-- WORK INSTRUCTIONS --
Going from the top of the data below, give again each line through the one containing "state.player.apply_action(action);", both ends kept.

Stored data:
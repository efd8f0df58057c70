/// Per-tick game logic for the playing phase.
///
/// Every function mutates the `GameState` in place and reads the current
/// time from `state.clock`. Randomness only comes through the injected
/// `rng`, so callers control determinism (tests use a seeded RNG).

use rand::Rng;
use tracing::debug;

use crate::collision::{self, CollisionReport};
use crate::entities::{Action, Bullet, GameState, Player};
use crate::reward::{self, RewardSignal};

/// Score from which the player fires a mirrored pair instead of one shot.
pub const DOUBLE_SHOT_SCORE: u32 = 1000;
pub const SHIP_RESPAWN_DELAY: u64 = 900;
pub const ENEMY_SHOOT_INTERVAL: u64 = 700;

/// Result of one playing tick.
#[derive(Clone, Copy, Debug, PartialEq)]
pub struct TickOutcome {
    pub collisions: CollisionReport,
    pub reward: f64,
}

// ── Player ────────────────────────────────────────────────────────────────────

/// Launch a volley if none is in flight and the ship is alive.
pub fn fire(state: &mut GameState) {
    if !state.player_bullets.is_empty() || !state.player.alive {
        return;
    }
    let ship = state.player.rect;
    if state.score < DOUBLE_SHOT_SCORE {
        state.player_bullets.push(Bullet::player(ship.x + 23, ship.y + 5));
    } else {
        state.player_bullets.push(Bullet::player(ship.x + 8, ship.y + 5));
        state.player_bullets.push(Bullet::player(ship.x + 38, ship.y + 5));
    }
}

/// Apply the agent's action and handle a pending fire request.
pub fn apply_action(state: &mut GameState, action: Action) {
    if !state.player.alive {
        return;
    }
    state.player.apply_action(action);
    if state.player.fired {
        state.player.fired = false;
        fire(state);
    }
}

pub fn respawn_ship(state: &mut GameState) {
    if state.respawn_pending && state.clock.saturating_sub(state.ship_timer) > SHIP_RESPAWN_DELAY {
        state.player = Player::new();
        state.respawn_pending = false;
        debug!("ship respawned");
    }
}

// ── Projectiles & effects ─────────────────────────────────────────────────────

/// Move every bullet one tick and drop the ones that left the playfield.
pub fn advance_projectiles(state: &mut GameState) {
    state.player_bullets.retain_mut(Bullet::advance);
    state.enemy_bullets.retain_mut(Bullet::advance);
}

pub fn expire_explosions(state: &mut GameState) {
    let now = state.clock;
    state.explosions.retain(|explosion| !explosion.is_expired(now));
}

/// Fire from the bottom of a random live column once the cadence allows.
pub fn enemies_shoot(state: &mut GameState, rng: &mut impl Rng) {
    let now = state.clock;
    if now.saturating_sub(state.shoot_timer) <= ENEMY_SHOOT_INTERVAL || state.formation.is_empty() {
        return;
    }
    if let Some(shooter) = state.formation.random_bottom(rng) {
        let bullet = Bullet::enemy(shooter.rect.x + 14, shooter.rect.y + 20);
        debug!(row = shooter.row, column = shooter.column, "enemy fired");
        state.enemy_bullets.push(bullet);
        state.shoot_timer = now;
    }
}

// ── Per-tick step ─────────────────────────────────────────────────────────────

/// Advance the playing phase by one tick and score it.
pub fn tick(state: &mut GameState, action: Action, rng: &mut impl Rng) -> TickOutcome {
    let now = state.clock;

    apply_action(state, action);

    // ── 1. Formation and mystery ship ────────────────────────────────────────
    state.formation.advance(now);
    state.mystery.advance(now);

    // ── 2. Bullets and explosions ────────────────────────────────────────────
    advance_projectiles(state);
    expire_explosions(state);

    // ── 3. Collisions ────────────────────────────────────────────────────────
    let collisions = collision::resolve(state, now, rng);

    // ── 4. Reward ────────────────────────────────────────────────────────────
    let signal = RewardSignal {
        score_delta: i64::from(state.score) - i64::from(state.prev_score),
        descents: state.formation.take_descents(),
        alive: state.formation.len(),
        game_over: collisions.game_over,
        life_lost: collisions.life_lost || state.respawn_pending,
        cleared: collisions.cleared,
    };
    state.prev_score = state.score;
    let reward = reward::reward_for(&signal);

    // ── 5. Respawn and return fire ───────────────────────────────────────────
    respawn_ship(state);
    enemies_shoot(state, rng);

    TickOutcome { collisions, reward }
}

-- ANSWER SPACE --
repository efd8f0df58057c70
/// Per-tick game logic for the playing phase.
///
/// Every function mutates the `GameState` in place and reads the current
/// time from `state.clock`. Randomness only comes through the injected
/// `rng`, so callers control determinism (tests use a seeded RNG).

use rand::Rng;
use tracing::debug;

use crate::collision::{self, CollisionReport};
use crate::entities::{Action, Bullet, GameState, Player};
use crate::reward::{self, RewardSignal};

/// Score from which the player fires a mirrored pair instead of one shot.
pub const DOUBLE_SHOT_SCORE: u32 = 1000;
pub const SHIP_RESPAWN_DELAY: u64 = 900;
pub const ENEMY_SHOOT_INTERVAL: u64 = 700;

/// Result of one playing tick.
#[derive(Clone, Copy, Debug, PartialEq)]
pub struct TickOutcome {
    pub collisions: CollisionReport,
    pub reward: f64,
}

// ── Player ────────────────────────────────────────────────────────────────────

/// Launch a volley if none is in flight and the ship is alive.
pub fn fire(state: &mut GameState) {
    if !state.player_bullets.is_empty() || !state.player.alive {
        return;
    }
    let ship = state.player.rect;
    if state.score < DOUBLE_SHOT_SCORE {
        state.player_bullets.push(Bullet::player(ship.x + 23, ship.y + 5));
    } else {
        state.player_bullets.push(Bullet::player(ship.x + 8, ship.y + 5));
        state.player_bullets.push(Bullet::player(ship.x + 38, ship.y + 5));
    }
}

/// Apply the agent's action and handle a pending fire request.
pub fn apply_action(state: &mut GameState, action: Action) {
    if !state.player.alive {
        return;
    }
    state.player.apply_action(action);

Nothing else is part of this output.